- [Assignment]:
Go line by line through the entries and show those that hold the string "bytes".

- [Material shown]:

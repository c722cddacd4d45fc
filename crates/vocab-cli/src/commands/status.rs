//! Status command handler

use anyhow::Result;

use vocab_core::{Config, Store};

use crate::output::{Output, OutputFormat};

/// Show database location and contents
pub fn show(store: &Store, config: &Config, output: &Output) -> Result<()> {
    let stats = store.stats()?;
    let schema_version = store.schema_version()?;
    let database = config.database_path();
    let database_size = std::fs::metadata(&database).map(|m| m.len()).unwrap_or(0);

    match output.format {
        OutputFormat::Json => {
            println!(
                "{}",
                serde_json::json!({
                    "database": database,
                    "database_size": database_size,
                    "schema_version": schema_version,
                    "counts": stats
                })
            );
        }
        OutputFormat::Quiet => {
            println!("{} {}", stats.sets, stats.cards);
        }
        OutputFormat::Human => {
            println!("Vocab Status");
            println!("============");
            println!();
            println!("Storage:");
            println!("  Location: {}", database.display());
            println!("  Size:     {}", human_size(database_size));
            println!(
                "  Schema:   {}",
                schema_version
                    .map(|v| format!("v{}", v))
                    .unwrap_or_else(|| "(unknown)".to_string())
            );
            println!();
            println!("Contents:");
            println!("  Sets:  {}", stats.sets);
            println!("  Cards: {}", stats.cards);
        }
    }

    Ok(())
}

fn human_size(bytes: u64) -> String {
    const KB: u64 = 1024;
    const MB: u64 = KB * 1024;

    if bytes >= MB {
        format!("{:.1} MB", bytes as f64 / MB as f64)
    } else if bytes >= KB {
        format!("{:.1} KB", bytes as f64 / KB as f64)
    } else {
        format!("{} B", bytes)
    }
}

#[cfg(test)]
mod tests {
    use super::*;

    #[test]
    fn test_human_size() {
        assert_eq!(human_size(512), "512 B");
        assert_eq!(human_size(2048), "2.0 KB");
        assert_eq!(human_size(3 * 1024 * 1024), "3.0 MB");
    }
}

- [Finished task]:
fn human_size(bytes: u64) -> String {
    if bytes >= MB {
        format!("{:.1} MB", bytes as f64 / MB as f64)
    } else if bytes >= KB {
        format!("{:.1} KB", bytes as f64 / KB as f64)
        format!("{} B", bytes)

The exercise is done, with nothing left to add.